Para la fe cristiana, la necesidad y la adversidad no son signos de abandono divino, sino lugares privilegiados de encuentro con Dios, oportunidades de crecer con modestia, compasión y esperanza, parte del misterio redentor de la cruz, de hecho, es el camino de gracia y dignidad. Afirman que el mayor ejemplo lo dio Jesucristo que eligió nacer en un pesebre, vivir entre los humildes y enaltecer a los relegados, su pensamiento rezaba: “Bienaventurados los pobres de espíritu, porque de ellos es el Reino de los cielos” (Mateo 5:3). El evangelio no considera sublime la miseria, sin embargo, sí exalta y ennoblece al desamparado.

Predican que la fatalidad es ocasión de purificación y fortaleza. El sufrimiento es liberador cuando se une al de Cristo: “Completo en mi carne lo que falta al calvario de Jesús” (Colosenses 1:24), es un tránsito que purga el alma, tornándola menos egoísta; afianza la infalibilidad e inspira la piedad hacia los doblegados.

Básicamente centra el consuelo en medio de la angustia, enseña que el todopoderoso nunca deja en la orfandad, especialmente en el dolor: “El Señor está cerca de los quebrantados de corazón” (Salmo 34:18), testificaba que, el tormento es temporal a esta vida: “Los padecimientos del tiempo presente no se comparan con la gloria venidera” (Romanos 8:18).

La doctrina clama por la solidaridad, asegura que los piadosos son exigidos a servir a los que nada tienen y acompañar al afligido, en ellos mora el Salvador: “Tuve hambre y me diste de comer... lo que hiciste con uno de estos hermanos míos más pequeños, conmigo lo obraste” (Mateo 25:35-40).

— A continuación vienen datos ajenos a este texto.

use clap::Parser;
use geostage::geocode::{GeocodeConfig, GeocodeResolver, PlaceContext, ResultStore};
use std::path::PathBuf;
use std::time::Duration;

/// Geostage — geocode titled place records from a JSON file.
///
/// Runs four lookup stages in order (Nominatim basic, Nominatim
/// variants, Photon, OpenCage) and writes resolved/remaining snapshots.
/// OpenCage runs only when OPENCAGE_API_KEY is set.
///
/// Examples:
///   geostage --in balat.json
///   geostage --in balat.json --city İstanbul --district Fatih
///   geostage --in ankara.json --city Ankara --out-resolved found.json
///   geostage --reset
#[derive(Parser)]
#[command(name = "geostage", version, about, long_about = None)]
struct Cli {
    /// Input JSON path: an array of {title, content, labels, coordinates}.
    #[arg(long = "in", value_name = "FILE")]
    infile: Option<PathBuf>,

    /// Default city appended to queries.
    #[arg(long, default_value = "İstanbul")]
    city: String,

    /// Default country appended to queries.
    #[arg(long, default_value = "Türkiye")]
    country: String,

    /// Default district/quarter appended to queries (optional).
    #[arg(long, default_value = "")]
    district: String,

    /// Snapshot path for resolved records.
    #[arg(long, default_value = "coor_resolved.json")]
    out_resolved: PathBuf,

    /// Snapshot path for remaining records.
    #[arg(long, default_value = "coor_remaining.json")]
    out_remaining: PathBuf,

    /// Politeness delay between lookups, in seconds.
    #[arg(long, default_value_t = 1.0)]
    sleep: f64,

    /// Per-lookup timeout, in seconds.
    #[arg(long, default_value_t = 10)]
    timeout: u64,

    /// Clear both snapshots and exit.
    #[arg(long)]
    reset: bool,
}

fn main() {
    let cli = Cli::parse();

    let store = ResultStore::open(cli.out_resolved.clone(), cli.out_remaining.clone());

    if cli.reset {
        let mut store = store;
        store.reset();
        eprintln!("Snapshots cleared.");
        return;
    }

    let infile = cli.infile.unwrap_or_else(|| {
        eprintln!("Error: --in is required (or use --reset).");
        std::process::exit(2);
    });

    let config = GeocodeConfig {
        delay: Duration::from_secs_f64(cli.sleep.max(0.0)),
        timeout: Duration::from_secs(cli.timeout),
        ..GeocodeConfig::from_env()
    };

    let records = ResultStore::load_records(&infile);
    let ctx = PlaceContext::new(&cli.city, &cli.district, &cli.country);

    let mut resolver = GeocodeResolver::new(&config, store);
    resolver.resolve(records, &ctx);

    // An exhausted pipeline is a normal outcome, not an error.
    let summary = resolver.summary();
    println!("Resolved : {}", summary.resolved);
    println!("Remaining: {}", summary.remaining);
    println!(
        "Outputs  : {}, {}",
        cli.out_resolved.display(),
        cli.out_remaining.display()
    );
}
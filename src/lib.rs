//! Geostage — four-stage geocoding pipeline for titled place records.
//!
//! Takes records of `{title, content, labels}` (typically extracted
//! from a scraped page), resolves each title to coordinates by falling
//! through Nominatim, Nominatim query variants, Photon, and OpenCage,
//! and accumulates results in JSON snapshots keyed by title.

pub mod geocode;
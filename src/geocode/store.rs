//! JSON snapshot store for the resolved/remaining sets.
//!
//! Two files, rewritten wholesale after every mutation. Missing or
//! corrupt snapshots load as empty — persistence is best-effort and
//! never aborts a resolve.

use super::types::LocationRecord;
use std::fs;
use std::path::{Path, PathBuf};

/// Resolved/remaining counts, no mutation.
#[derive(Debug, Clone, Copy, PartialEq, Eq)]
pub struct Summary {
    pub resolved: usize,
    pub remaining: usize,
}

/// The cross-run result accumulator, keyed by title.
pub struct ResultStore {
    resolved_path: PathBuf,
    remaining_path: PathBuf,
    resolved: Vec<LocationRecord>,
    remaining: Vec<LocationRecord>,
}

impl ResultStore {
    /// Open a store over the two snapshot paths, loading whatever state
    /// they hold.
    pub fn open(resolved_path: PathBuf, remaining_path: PathBuf) -> Self {
        let resolved = Self::read_records(&resolved_path);
        let remaining = Self::read_records(&remaining_path);
        Self {
            resolved_path,
            remaining_path,
            resolved,
            remaining,
        }
    }

    /// Read a JSON array of records from an arbitrary path. Missing
    /// file, corrupt JSON, and title-less entries all degrade silently.
    pub fn load_records(path: &Path) -> Vec<LocationRecord> {
        Self::read_records(path)
    }

    fn read_records(path: &Path) -> Vec<LocationRecord> {
        let data = match fs::read_to_string(path) {
            Ok(data) => data,
            Err(_) => return Vec::new(),
        };
        parse_records(&data)
    }

    pub fn resolved(&self) -> &[LocationRecord] {
        &self.resolved
    }

    pub fn remaining(&self) -> &[LocationRecord] {
        &self.remaining
    }

    /// Merge a stage run into the accumulated state and persist.
    ///
    /// Resolved entries are keyed by title, last write wins; only
    /// coordinate-bearing records participate. The remaining set is
    /// replaced wholesale, minus any title already resolved.
    pub fn merge(&mut self, stage_resolved: &[LocationRecord], remaining: &[LocationRecord]) {
        let mut merged: Vec<LocationRecord> = self
            .resolved
            .iter()
            .filter(|r| r.is_resolved())
            .cloned()
            .collect();
        for record in stage_resolved.iter().filter(|r| r.is_resolved()) {
            match merged.iter().position(|m| m.title == record.title) {
                Some(pos) => merged[pos] = record.clone(),
                None => merged.push(record.clone()),
            }
        }
        self.resolved = merged;
        self.remaining = remaining
            .iter()
            .filter(|r| !self.resolved.iter().any(|m| m.title == r.title))
            .cloned()
            .collect();
        self.persist();
    }

    /// Clear both sets and persist immediately, discarding history.
    pub fn reset(&mut self) {
        self.resolved.clear();
        self.remaining.clear();
        self.persist();
    }

    pub fn summary(&self) -> Summary {
        Summary {
            resolved: self.resolved.len(),
            remaining: self.remaining.len(),
        }
    }

    fn persist(&self) {
        write_records(&self.resolved_path, &self.resolved);
        write_records(&self.remaining_path, &self.remaining);
    }
}

fn parse_records(data: &str) -> Vec<LocationRecord> {
    let values: Vec<serde_json::Value> = serde_json::from_str(data).unwrap_or_default();
    values
        .into_iter()
        .filter_map(|v| serde_json::from_value(v).ok())
        .collect()
}

fn write_records(path: &Path, records: &[LocationRecord]) {
    if let Some(parent) = path.parent() {
        if !parent.as_os_str().is_empty() {
            let _ = fs::create_dir_all(parent);
        }
    }
    match serde_json::to_string_pretty(records) {
        Ok(json) => {
            if let Err(e) = fs::write(path, json) {
                eprintln!("  warning: could not write {}: {}", path.display(), e);
            }
        }
        Err(e) => eprintln!("  warning: could not encode {}: {}", path.display(), e),
    }
}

A los de púlpito, la marginación y el infortunio no son maldiciones, son entornos que pueden conducir a una profunda transformación espiritual, siempre que se exista con virtud, certeza y amor. Son también un llamado urgente a la rectitud, la caridad y el perdón. Niegan que sean designios directos del Ser Supremo, no obstante, las dota de sentido, no castigo, de adición moral, conversión y fraternidad. En síntesis, no las fomenta, las justifica.

El catolicismo ha perdido enormes espacios de feligresía. La mexicana es una sociedad sujeta a pruebas permanentes frente a la apatía de la iglesia. La violencia, la iniquidad, la corrupción, los abusos y el descaro, la lastiman a diario y no se trata de mandato un celestial, son actos humanos tolerados por muchos, incluso por los de sotana.

¿Cómo decirle a una madre buscadora que ofrezca su desdicha al creador? ¿Al padre del asesinado que ore con fervor? ¿Al enfermo que ofrende su viacrucis con devoción? ¿A los injustamente encarcelados que se lo dediquen al Altísimo? ¿A quienes carecen de casa y alimentos que lo gocen con convicción? El dogma no da respuestas, es peor, se aleja de ellas.

Murió Francisco, el Papa de los desaventurados. Jesuita identificado con los olvidados, que intentó reformar a la monolítica institución, sin conseguirlo. En veinte días llegará otro al mismo abatido escenario. Quizá sea turno de un joven Cardenal que entienda que el apostolado está obligado a salir de la faustosa basílica de San Pedro o de plano hundirse en el disfraz de la misericordia que en el mundo terrenal no alivia nuestros males.